Wednesday, July 16, 2008

Issigeac En Bodega

Bodega came to our local village of Issigeac on Sunday night and I went with some friends.  It started about 6 pm and was only just beginning to warm up when I  left at about 10:30. The whole village had been turned into a festival and all roads in were closed.  There was a small admission charge
of only €2.50 which is about $US 4.00
So what is a Bodega? Apparently, Bodega is the Spanish word for the wine cellar.  The Spanish influence in this part of France is very strong with less than a three hour drive to the border.
However, in this instance, Bodega, is a particular type of festival usually held in open air in the summer.  In the case of our local village it simply means getting as many different local organisations as possible to take part,
providing drinks, food or entertainment.  There were stands selling beer, wine, coffee and all sorts of other drinks. There were stands selling sandwiches, plated salads, bowls of delicious looking mussels, oysters, hot dogs and virtually any other food you care to mention - I don't remember anyone selling Burgers though!  And I might be exaggerating but every food stand - and there were probably 100 - seemed to
be selling the obligatory "frites", (french fries).  We walked around for about an hour and took in the whole scene before deciding to go and find something to eat.  I say find, but really it was choose as the array was quite spectacular. We finally decided on roasted breast of duck in a 
baguette with a carton of frites, which was delicious. All the local bars and restaurants had set up tables out in the street and everywhere bands played. There were singers, guitarists, rock bands, the whole gamut of popular music and jazz.  I stopped for a while to listen to a brilliant jazz singer and then wandered on and found a four piece band supporting a wonderful pop singer. Sadly, none of the bands said who they were so I can only mention one!!
My favourite local band, Les Touristes, were performing on the main stage.  At least I guess it was the main stage.  It was set up against the walls of the chateau facing into the main square and was populated by different bands all evening.  They were all
bodega excellent.  Les Touristes were the band I talked about a couple of weeks ago when I told you about the Marché Gourmande at the local vineyard. They do a marvelous tribute to the Blues Brothers.   And then, on top of all this, there were
marching bands roaming the town but never seeming to collide -there was a magnificent drum corps who were being led by a remarkable guy who managed to conduct and hold the corps together whilst dancing around and playing a drum himself.  There was a marching band playing some excellent music dressed in spectacular blue and white costumes and another playing very different music dressed in traditional orange and black.
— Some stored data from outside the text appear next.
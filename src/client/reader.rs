//! Connection reader loop
//!
//! Sole reader of the socket. Accumulates bytes, cuts them into frames,
//! reads each frame's sequence number and hands the frame to the request
//! table. Runs on one dedicated thread for the life of the connection.
//!
//! Pending requests are not cancelled when the loop exits; their callers
//! time out on their own.

use std::io::{ErrorKind, Read};
use std::net::{Shutdown, TcpStream};
use std::sync::atomic::{AtomicBool, Ordering};
use std::sync::Arc;

use crate::error::MuxError;
use crate::protocol::{read_sequence, FrameBuffer};
use super::RequestTable;

/// Why the reader loop stopped
#[derive(Debug)]
pub enum CloseReason {
    /// Peer closed the socket
    Eof,

    /// `Connection::close` was called
    Shutdown,

    /// Socket read failed
    Io(std::io::Error),

    /// The byte stream could not be framed any further
    Protocol(MuxError),
}

pub(crate) struct ReaderLoop {
    stream: TcpStream,
    table: Arc<RequestTable>,
    closed: Arc<AtomicBool>,
    frames: FrameBuffer,
    read_buffer_size: usize,
    max_consecutive_errors: usize,
    peer_addr: String,
}

impl ReaderLoop {
    pub(crate) fn new(
        stream: TcpStream,
        table: Arc<RequestTable>,
        closed: Arc<AtomicBool>,
        config: &crate::Config,
        peer_addr: String,
    ) -> Self {
        Self {
            stream,
            table,
            closed,
            frames: FrameBuffer::new(config.max_frame_size),
            read_buffer_size: config.read_buffer_size,
            max_consecutive_errors: config.max_consecutive_protocol_errors,
            peer_addr,
        }
    }

    /// Run until EOF, socket error, or shutdown. Marks the connection closed
    /// and shuts the socket down on the way out.
    pub(crate) fn run(mut self) -> CloseReason {
        let reason = self.read_loop();
        self.closed.store(true, Ordering::SeqCst);
        // Release the socket so writers fail fast; may already be shut down
        let _ = self.stream.shutdown(Shutdown::Both);

        match &reason {
            CloseReason::Eof => tracing::debug!("Peer {} closed the connection", self.peer_addr),
            CloseReason::Shutdown => tracing::debug!("Reader for {} shut down", self.peer_addr),
            CloseReason::Io(e) => tracing::warn!("Read error from {}: {}", self.peer_addr, e),
            CloseReason::Protocol(e) => {
                tracing::warn!("Giving up on stream from {}: {}", self.peer_addr, e)
            }
        }
        reason
    }

    fn read_loop(&mut self) -> CloseReason {
        let mut chunk = vec![0u8; self.read_buffer_size];
        let mut consecutive_errors = 0usize;

        loop {
            let n = match self.stream.read(&mut chunk) {
                Ok(0) => {
                    return if self.closed.load(Ordering::SeqCst) {
                        CloseReason::Shutdown
                    } else {
                        CloseReason::Eof
                    };
                }
                Ok(n) => n,
                Err(ref e) if e.kind() == ErrorKind::Interrupted => continue,
                Err(e) => {
                    return if self.closed.load(Ordering::SeqCst) {
                        CloseReason::Shutdown
                    } else {
                        CloseReason::Io(e)
                    };
                }
            };

            self.frames.extend(&chunk[..n]);

            loop {
                let frame = match self.frames.next_frame() {
                    Ok(Some(frame)) => frame,
                    Ok(None) => break,
                    Err(e @ MuxError::FrameTooLarge { .. }) => return CloseReason::Protocol(e),
                    Err(e) => {
                        consecutive_errors += 1;
                        tracing::warn!("Dropping malformed frame from {}: {}", self.peer_addr, e);
                        if consecutive_errors >= self.max_consecutive_errors {
                            return CloseReason::Protocol(e);
                        }
                        continue;
                    }
                };

                let sequence = match read_sequence(&frame.header) {
                    Ok(sequence) => sequence,
                    Err(e) => {
                        consecutive_errors += 1;
                        tracing::warn!(
                            "Dropping frame with unreadable header from {}: {}",
                            self.peer_addr,
                            e
                        );
                        if consecutive_errors >= self.max_consecutive_errors {
                            return CloseReason::Protocol(e);
                        }
                        continue;
                    }
                };

                consecutive_errors = 0;
                tracing::trace!("Routing response for sequence {}", sequence);
                self.table.deliver(sequence, frame);
            }
        }
    }
}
I took my camera but everywhere was too crowded for me to get many photos.  I did get one of a band playing with all their equipment under plastic sheets as it had been raining on and off all day. I thought the weather would have dampened the attendance but all the car parks were full, the additional parking that had been opened up on all the car parks was full.  If you have ever been to a festival or market in France you'll know what I mean when I say, all the roads were full.

It was a great evening and I hope raised a lot of money for all our local associations.


Kate said...

What a lovely evening and, with all that variety, you of course chose the duck again!!

More nice photos, Ian!

chaiselongue said...

Sounds like a great festival - and I'm not surprised you chose to eat the duck. Magret de canard is one of the specialities of south-west France, isn't it? And a village festival is another speciality. What fun!